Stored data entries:
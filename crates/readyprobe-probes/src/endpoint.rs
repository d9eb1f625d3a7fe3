//! Endpoint health probe
//!
//! Polls a URL until it answers with the desired status code. Wrong statuses
//! and transport errors alike are retried; after the retry budget one last
//! request is made and its result returned whatever it is. A terminal
//! transport error becomes [`Observed::Unreachable`], so the caller always
//! receives a concrete, comparable outcome.
//!
//! # Example
//!
//! ```no_run
//! use readyprobe_probes::{check_endpoint_healthy, HttpClientOptions, ReqwestHttpClient};
//! use std::time::Duration;
//!
//! #[tokio::main]
//! async fn main() -> anyhow::Result<()> {
//!     let client = ReqwestHttpClient::new(&HttpClientOptions::default())?;
//!     let outcome = check_endpoint_healthy(
//!         &client,
//!         "https://practice.expandtesting.com/",
//!         Some(3),
//!         Some(Duration::from_millis(100)),
//!         None,
//!     )
//!     .await?;
//!
//!     println!("{}", outcome);
//!     outcome.ensure_succeeded()?;
//!     Ok(())
//! }
//! ```

use async_trait::async_trait;
use readyprobe_core::retry::{Equals, PollExecutorBuilder, SuccessPredicate, TracingObserver};
use readyprobe_core::types::{
    EndpointConfig, Expectation, Observed, ProbeOutcome, RetryPolicy, RetryPolicyConfig,
};
use std::time::Duration;
use tracing::info;

use crate::error::{ProbeError, TransportError};
use crate::http::HttpClient;
use crate::probe::{run_probe, Probe};

const OPERATION: &str = "endpoint-health";

/// Polls one URL for one status code
pub struct EndpointHealthProbe<'a, C: ?Sized> {
    client: &'a C,
    url: String,
    desired_status: u16,
    policy: RetryPolicy,
}

impl<'a, C> EndpointHealthProbe<'a, C>
where
    C: HttpClient + ?Sized,
{
    /// Probe `url` with the default endpoint policy (10 attempts, 3s apart, expecting 200)
    pub fn new(client: &'a C, url: impl Into<String>) -> Result<Self, ProbeError> {
        Self::from_config(client, url, &EndpointConfig::default())
    }

    pub fn from_config(
        client: &'a C,
        url: impl Into<String>,
        config: &EndpointConfig,
    ) -> Result<Self, ProbeError> {
        let url = url.into();
        validate_url(&url)?;

        Ok(Self {
            client,
            url,
            desired_status: config.desired_status,
            policy: config.retry.clone(),
        })
    }

    pub fn with_policy(mut self, policy: RetryPolicy) -> Self {
        self.policy = policy;
        self
    }

    pub fn with_desired_status(mut self, status: u16) -> Self {
        self.desired_status = status;
        self
    }

    pub fn url(&self) -> &str {
        &self.url
    }

    pub fn policy(&self) -> &RetryPolicy {
        &self.policy
    }

    /// Poll until healthy or the budget is spent, logging every attempt
    pub async fn run(&self) -> ProbeOutcome {
        let executor = PollExecutorBuilder::new()
            .with_policy(self.policy.clone())
            .with_observer(
                TracingObserver::new(OPERATION).expecting(self.expectation()),
            )
            .build();

        let outcome = run_probe(&executor, self).await;

        info!(
            url = %self.url,
            expected = %outcome.expected(),
            actual = %outcome.actual(),
            attempts = outcome.attempts_made(),
            succeeded = outcome.succeeded(),
            "endpoint health check finished"
        );

        outcome
    }
}

#[async_trait]
impl<C> Probe for EndpointHealthProbe<'_, C>
where
    C: HttpClient + ?Sized,
{
    type Observation = u16;
    type Error = TransportError;

    fn target(&self) -> String {
        self.url.clone()
    }

    fn expectation(&self) -> Expectation {
        Expectation::Status(self.desired_status)
    }

    async fn observe(&self) -> Result<u16, TransportError> {
        self.client.get_status(&self.url).await
    }

    fn matches(&self, status: &u16) -> bool {
        Equals(self.desired_status).is_success(status)
    }

    fn record(&self, status: &u16) -> Observed {
        Observed::Status(*status)
    }
}

fn validate_url(url: &str) -> Result<(), ProbeError> {
    let parsed = url::Url::parse(url).map_err(|e| ProbeError::InvalidTarget {
        url: url.to_string(),
        message: e.to_string(),
    })?;

    match parsed.scheme() {
        "http" | "https" => Ok(()),
        other => Err(ProbeError::InvalidTarget {
            url: url.to_string(),
            message: format!("unsupported scheme '{}'", other),
        }),
    }
}

/// Check that `url` answers with `desired_status` (200 by default)
///
/// `max_attempts` and `delay` override the endpoint defaults of 10 attempts
/// 3 seconds apart. Returns an error only for an invalid policy or URL; an
/// unhealthy endpoint is reported through the outcome.
pub async fn check_endpoint_healthy<C>(
    client: &C,
    url: &str,
    max_attempts: Option<u32>,
    delay: Option<Duration>,
    desired_status: Option<u16>,
) -> Result<ProbeOutcome, ProbeError>
where
    C: HttpClient + ?Sized,
{
    let config = EndpointConfig::default();
    let mut policy = RetryPolicyConfig::from(config.retry.clone());
    if let Some(max_attempts) = max_attempts {
        policy.max_attempts = max_attempts;
    }
    if let Some(delay) = delay {
        policy.delay_ms = u64::try_from(delay.as_millis()).unwrap_or(u64::MAX);
    }

    let probe = EndpointHealthProbe::from_config(client, url, &config)?
        .with_policy(RetryPolicy::try_from(policy)?)
        .with_desired_status(desired_status.unwrap_or(config.desired_status));

    Ok(probe.run().await)
}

→ **EXERCISE REQUIREMENTS**: The first line of the records begins the span, and the line containing "const OPERATION: &str" ends it. Reproduce that span exactly, both ends included.

→ **TASK RESPONSE**:
filename crates/readyprobe-probes/src/endpoint.rs
repository d9eb1f625d3a7fe3
//! Endpoint health probe
//!
//! Polls a URL until it answers with the desired status code. Wrong statuses
//! and transport errors alike are retried; after the retry budget one last
//! request is made and its result returned whatever it is. A terminal
//! transport error becomes [`Observed::Unreachable`], so the caller always
//! receives a concrete, comparable outcome.
//!
//! # Example
//!
//! ```no_run
//! use readyprobe_probes::{check_endpoint_healthy, HttpClientOptions, ReqwestHttpClient};
//! use std::time::Duration;
//!
//! #[tokio::main]
//! async fn main() -> anyhow::Result<()> {
//!     let client = ReqwestHttpClient::new(&HttpClientOptions::default())?;
//!     let outcome = check_endpoint_healthy(
//!         &client,
//!         "https://practice.expandtesting.com/",
//!         Some(3),
//!         Some(Duration::from_millis(100)),
//!         None,
//!     )
//!     .await?;
//!
//!     println!("{}", outcome);
//!     outcome.ensure_succeeded()?;
//!     Ok(())
//! }
//! ```

use async_trait::async_trait;
use readyprobe_core::retry::{Equals, PollExecutorBuilder, SuccessPredicate, TracingObserver};
use readyprobe_core::types::{
    EndpointConfig, Expectation, Observed, ProbeOutcome, RetryPolicy, RetryPolicyConfig,
};
use std::time::Duration;
use tracing::info;

use crate::error::{ProbeError, TransportError};
use crate::http::HttpClient;
use crate::probe::{run_probe, Probe};

const OPERATION: &str = "endpoint-health";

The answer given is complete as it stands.